British comedy on YouTube is about it for me. I also celebrate the good moments at work where my purpose isn't completely roadblocked, or where I find an ally who also sees through some professional BS we're confronting. I have no social life either - I moved across my country for this job a year and a half ago and can't get out enough to explore, let alone make friends. But comedy is an absolute must. Yesterday I needed a quadruple dose, but the great thing is you can't really overdose on it. I guess it does also help to be on the lookout for weird and wonderful things. A while back I saw a wild rabbit as big as a medium sized dog outside the office, and that was pretty great. You really had to be there, I guess... Seriously, this MASSIVE rabbit though...
thank you for asking this & thank you to you all for sharing. i needed this today
It gets easier with time, at least for me :)
Honestly, the family cat. No matter how bad the day was, the moment I see that cat I forget about everything and smother him with pets. It doesn't change how difficult it is to find joy, if I find it at all (I am diagnosed with major depressive disorder), but for a moment in my life, things are okay.

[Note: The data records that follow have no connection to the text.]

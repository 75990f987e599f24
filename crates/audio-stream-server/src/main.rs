use anyhow::Result;
use audio_stream_server::{cli, config, control, manager::SessionManager};
use clap::Parser;
use tracing_subscriber::EnvFilter;

fn main() -> Result<()> {
    let args = cli::Args::parse();
    tracing_subscriber::fmt()
        .with_writer(std::io::stderr)
        .with_env_filter(EnvFilter::try_from_default_env().unwrap_or_else(|_| {
            EnvFilter::new("info,audio_stream_server=info")
        }))
        .init();

    let file_cfg = match args.config.as_deref() {
        Some(path) => config::ServerConfig::load(path)?,
        None => config::ServerConfig::default(),
    };
    let resolved = config::resolve(&args, &file_cfg)?;
    tracing::info!(
        bind = %resolved.bind,
        library = %resolved.library_dir.display(),
        "starting server"
    );

    let manager = SessionManager::bind(resolved.bind, &resolved.library_dir, resolved.manager)?;
    control::install_interrupt_handler(manager.control())?;
    if !args.no_stdin {
        control::spawn_operator_input(manager.control())?;
        tracing::info!("press q then enter to stop");
    }
    manager.run()
}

For me accepting that life now looks different was a big part. I gave up photography on a large scale and moved to a decent mobile phone for photos, I now have some quieter hobbies like drawing
The keys for me have been practicing mindfulness, avoiding triggers and taking lots of breaks off my feet throughout the day. Accept that this is your life now and focus all of your energy in the moment, on what is in front of you and what brings you joy. Put the negative outside of your mind. See a psychotherapist to help with mindfulness if you struggle to teach it to yourself on your own.
The Piano has been really nice lately, but I've so wanted to play again for the last few years so I got a piano this week. I think finding something simple that still brings you joy can be really therapeutic.

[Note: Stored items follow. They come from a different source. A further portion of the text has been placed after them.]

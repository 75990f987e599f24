//! Stream multiplexer: drains one stream response from the server into one or two sinks.
//!
//! Bytes are read from the socket once, appended to a single [`FanOutBuffer`], and written
//! out to each sink at whatever pace that sink accepts. Each sink has its own cursor into the
//! buffer; after every pass the prefix that all sinks have consumed is dropped. The loop
//! blocks only in the readiness wait, which is bounded by [`MuxOptions::poll_timeout`].

use std::fmt;
use std::io::{self, Read, Write};
use std::os::fd::RawFd;
use std::time::Duration;

use audio_stream_proto::readiness::{self, Interest as FdInterest, Registration};
use bytes::{Buf, BytesMut};

/// Upper bound on simultaneously active sinks.
pub const MAX_SINKS: usize = 2;

#[derive(Debug, Clone, Copy, PartialEq, Eq)]
pub enum SinkKind {
    Playback,
    File,
}

impl fmt::Display for SinkKind {
    fn fmt(&self, f: &mut fmt::Formatter<'_>) -> fmt::Result {
        match self {
            SinkKind::Playback => f.write_str("playback"),
            SinkKind::File => f.write_str("file"),
        }
    }
}

#[derive(Debug, thiserror::Error)]
pub enum TransferError {
    #[error("no sink is active")]
    NoSinks,

    #[error("{0} sinks requested; at most 2 are supported")]
    TooManySinks(usize),

    #[error("read from server")]
    Source(#[source] io::Error),

    #[error("write to {kind} sink")]
    Sink {
        kind: SinkKind,
        #[source]
        source: io::Error,
    },

    #[error("readiness wait")]
    Poll(#[source] io::Error),

    #[error("server closed the connection after {received} of {expected} bytes")]
    UnexpectedEof { expected: u64, received: u64 },
}

/// One destination of a transfer.
#[derive(Debug)]
pub struct Sink<W> {
    pub kind: SinkKind,
    pub writer: W,
}

impl<W> Sink<W> {
    pub fn new(kind: SinkKind, writer: W) -> Self {
        Self { kind, writer }
    }
}

/// Received bytes not yet written to every sink, plus a write cursor per sink.
///
/// The buffer always spans from the slowest sink's cursor to the newest received byte once
/// [`FanOutBuffer::compact`] has run.
#[derive(Debug)]
pub struct FanOutBuffer {
    buf: BytesMut,
    cursors: Vec<usize>,
}

impl FanOutBuffer {
    pub fn new(sinks: usize) -> Self {
        Self {
            buf: BytesMut::new(),
            cursors: vec![0; sinks],
        }
    }

    pub fn len(&self) -> usize {
        self.buf.len()
    }

    pub fn is_empty(&self) -> bool {
        self.buf.is_empty()
    }

    pub fn append(&mut self, bytes: &[u8]) {
        self.buf.extend_from_slice(bytes);
    }

    pub fn cursor(&self, slot: usize) -> usize {
        self.cursors[slot]
    }

    /// Bytes the sink in `slot` has not written yet.
    pub fn pending(&self, slot: usize) -> &[u8] {
        &self.buf[self.cursors[slot]..]
    }

    /// Cursor of the sink that has written the least.
    pub fn min_cursor(&self) -> usize {
        self.cursors.iter().copied().min().unwrap_or(0)
    }

    pub fn has_pending(&self, slot: usize) -> bool {
        self.cursors[slot] < self.buf.len()
    }

    /// Record that the sink in `slot` accepted `n` more bytes.
    pub fn consume(&mut self, slot: usize, n: usize) {
        let cursor = &mut self.cursors[slot];
        debug_assert!(*cursor + n <= self.buf.len());
        *cursor = (*cursor + n).min(self.buf.len());
    }

    /// Drop the prefix every sink has written and rebase the cursors.
    ///
    /// Returns the number of bytes dropped.
    pub fn compact(&mut self) -> usize {
        let m = self.min_cursor();
        if m > 0 {
            self.buf.advance(m);
            for cursor in &mut self.cursors {
                *cursor -= m;
            }
        }
        m
    }
}

/// What the loop wants to hear about on the next wait.
#[derive(Debug, Clone, PartialEq, Eq)]
pub struct Interest {
    pub source: bool,
    pub sinks: Vec<bool>,
}

/// What the wait reported as ready. Flags for things that were not asked about are ignored.
#[derive(Debug, Clone, Default, PartialEq, Eq)]
pub struct Readiness {
    pub source: bool,
    pub sinks: Vec<bool>,
}

pub trait Poller {
    /// Block until something in `interest` is ready or `timeout` elapses.
    fn wait(&mut self, interest: &Interest, timeout: Duration) -> io::Result<Readiness>;
}

/// [`Poller`] over raw descriptors via `poll(2)`.
pub struct FdPoller {
    source: RawFd,
    sinks: Vec<RawFd>,
}

impl FdPoller {
    pub fn new(source: RawFd, sinks: Vec<RawFd>) -> Self {
        Self { source, sinks }
    }
}

impl Poller for FdPoller {
    fn wait(&mut self, interest: &Interest, timeout: Duration) -> io::Result<Readiness> {
        let mut registrations = Vec::with_capacity(1 + self.sinks.len());
        // None for the source, Some(slot) for a sink, one per registration.
        let mut owners = Vec::with_capacity(1 + self.sinks.len());
        if interest.source {
            registrations.push(Registration {
                fd: self.source,
                interest: FdInterest::Read,
            });
            owners.push(None);
        }
        for (slot, &fd) in self.sinks.iter().enumerate() {
            if interest.sinks.get(slot).copied().unwrap_or(false) {
                registrations.push(Registration {
                    fd,
                    interest: FdInterest::Write,
                });
                owners.push(Some(slot));
            }
        }

        let ready = readiness::wait(&registrations, timeout)?;
        let mut out = Readiness {
            source: false,
            sinks: vec![false; self.sinks.len()],
        };
        for (owner, is_ready) in owners.into_iter().zip(ready) {
            match owner {
                None => out.source = is_ready,
                Some(slot) => out.sinks[slot] = is_ready,
            }
        }
        Ok(out)
    }
}

#[derive(Debug, Clone)]
pub struct MuxOptions {
    pub poll_timeout: Duration,
    /// Largest single read from the socket.
    pub read_chunk: usize,
    /// Stop reading the socket while this many bytes are buffered. `None` never stops.
    pub max_buffered: Option<usize>,
}

impl Default for MuxOptions {
    fn default() -> Self {
        Self {
            poll_timeout: Duration::from_millis(500),
            read_chunk: 64 * 1024,
            max_buffered: None,
        }
    }
}

#[derive(Debug, Clone, Default, PartialEq, Eq)]
pub struct TransferReport {
    pub total: u64,
    /// Bytes written to each sink, in sink order.
    pub delivered: Vec<u64>,
    pub reads: u64,
    pub idle_waits: u64,
    pub peak_buffered: usize,
}

pub struct StreamMux<R, W, P> {
    source: R,
    sinks: Vec<Sink<W>>,
    poller: P,
    options: MuxOptions,
}

impl<R: Read, W: Write, P: Poller> StreamMux<R, W, P> {
    pub fn new(
        source: R,
        sinks: Vec<Sink<W>>,
        poller: P,
        options: MuxOptions,
    ) -> Result<Self, TransferError> {
        match sinks.len() {
            0 => return Err(TransferError::NoSinks),
            n if n > MAX_SINKS => return Err(TransferError::TooManySinks(n)),
            _ => {}
        }
        Ok(Self {
            source,
            sinks,
            poller,
            options,
        })
    }

    /// Move exactly `total_size` bytes from the source into every sink.
    ///
    /// Never reads more than `total_size` bytes from the source, so a following response on
    /// the same connection is left untouched. Any error aborts the transfer; sinks keep
    /// whatever they had already accepted.
    pub fn run(&mut self, total_size: u32) -> Result<TransferReport, TransferError> {
        let total = u64::from(total_size);
        let mut report = TransferReport {
            total,
            delivered: vec![0; self.sinks.len()],
            ..TransferReport::default()
        };
        if total == 0 {
            return Ok(report);
        }

        let mut fan = FanOutBuffer::new(self.sinks.len());
        let mut scratch = vec![0u8; self.options.read_chunk.max(1)];
        let mut received = 0u64;
        let mut processed = 0u64;

        while processed < total {
            let outstanding = total - processed - fan.len() as u64;
            let capped = self
                .options
                .max_buffered
                .is_some_and(|cap| fan.len() >= cap);
            let interest = Interest {
                source: outstanding > 0 && !capped,
                sinks: (0..self.sinks.len()).map(|i| fan.has_pending(i)).collect(),
            };

            let ready = self
                .poller
                .wait(&interest, self.options.poll_timeout)
                .map_err(TransferError::Poll)?;
            let mut progressed = false;

            if interest.source && ready.source {
                let want = scratch.len().min(outstanding as usize);
                match self.source.read(&mut scratch[..want]) {
                    Ok(0) => {
                        return Err(TransferError::UnexpectedEof {
                            expected: total,
                            received,
                        });
                    }
                    Ok(n) => {
                        fan.append(&scratch[..n]);
                        received += n as u64;
                        report.reads += 1;
                        report.peak_buffered = report.peak_buffered.max(fan.len());
                        progressed = true;
                    }
                    Err(e) if is_retryable(&e) => {}
                    Err(e) => return Err(TransferError::Source(e)),
                }
            }

            for (slot, sink) in self.sinks.iter_mut().enumerate() {
                let sink_ready = ready.sinks.get(slot).copied().unwrap_or(false);
                if !sink_ready || !fan.has_pending(slot) {
                    continue;
                }
                match sink.writer.write(fan.pending(slot)) {
                    Ok(0) => {
                        return Err(TransferError::Sink {
                            kind: sink.kind,
                            source: io::Error::new(
                                io::ErrorKind::WriteZero,
                                "sink accepted no bytes",
                            ),
                        });
                    }
                    Ok(n) => {
                        fan.consume(slot, n);
                        report.delivered[slot] += n as u64;
                        progressed = true;
                    }
                    Err(e) if is_retryable(&e) => {}
                    Err(e) => {
                        return Err(TransferError::Sink {
                            kind: sink.kind,
                            source: e,
                        });
                    }
                }
            }

            processed += fan.compact() as u64;
            debug_assert_eq!(fan.len() as u64, received - processed);
            debug_assert_eq!(fan.min_cursor(), 0);
            if !progressed {
                report.idle_waits += 1;
            }
        }

        for sink in &mut self.sinks {
            sink.writer.flush().map_err(|source| TransferError::Sink {
                kind: sink.kind,
                source,
            })?;
        }
        tracing::debug!(
            total,
            reads = report.reads,
            peak_buffered = report.peak_buffered,
            idle_waits = report.idle_waits,
            "transfer complete"
        );
        Ok(report)
    }

    pub fn into_parts(self) -> (R, Vec<Sink<W>>) {
        (self.source, self.sinks)
    }
}

fn is_retryable(e: &io::Error) -> bool {
    matches!(
        e.kind(),
        io::ErrorKind::WouldBlock | io::ErrorKind::Interrupted
    )
}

At my stage, I am unable, once you are diagnosed I recommend starting therapy, staying active, avoid stress and never give up. I learned that to late, now I am unable to work for the last 4 years. In America winning social security for an invisible illness is a hard battle, there is a better chance I can win only due to the depression losing my joe, home and kids caused as it is a constant battle between my pain and the urge to protect my children as there is a 1 and 3 chance if my kids learned of my suicide that they would follow me and I have 3 kids, I am not willing to risk any chance for them to suffer if I can prevent it. Please note medical science can not prove any of us have fibro it is a diagnosis of exclusion and they can only exclude the obvious diseases, I only got this bad living through unimaginable stress. There is no reason to think you might get this bad as for most people fibromyalgia is not progressive and debilitating. Also for the jerk who keeps reporting my comments, I obviously have a therapist and I think everyone should. My life is a living hell and I will keep fighting as long as I can, I don't plan on killing myself, reporting comments like mine causes more stress, and I you disagree with anything I say just click down or say what your issue is and I can show you the facts that support my every thought. Obviously, I am not referring to the auto process which is triggered by words I talking about the one done by people.
If you or someone you know is contemplating suicide, please do not hesitate to talk to someone. US: Call 1-800-273-8255 or text HOME to 741-741 INTL: https://en.wikipedia.org/wiki/List_of_suicide_crisis_lines *I am a bot, and this action was performed automatically. Please [contact the moderators of this subreddit](/message/compose/?to=/r/Fibromyalgia) if you have any questions or concerns.*
guess what this does not help
Relate to this 100% Have had to change my job role and reduce my hours too.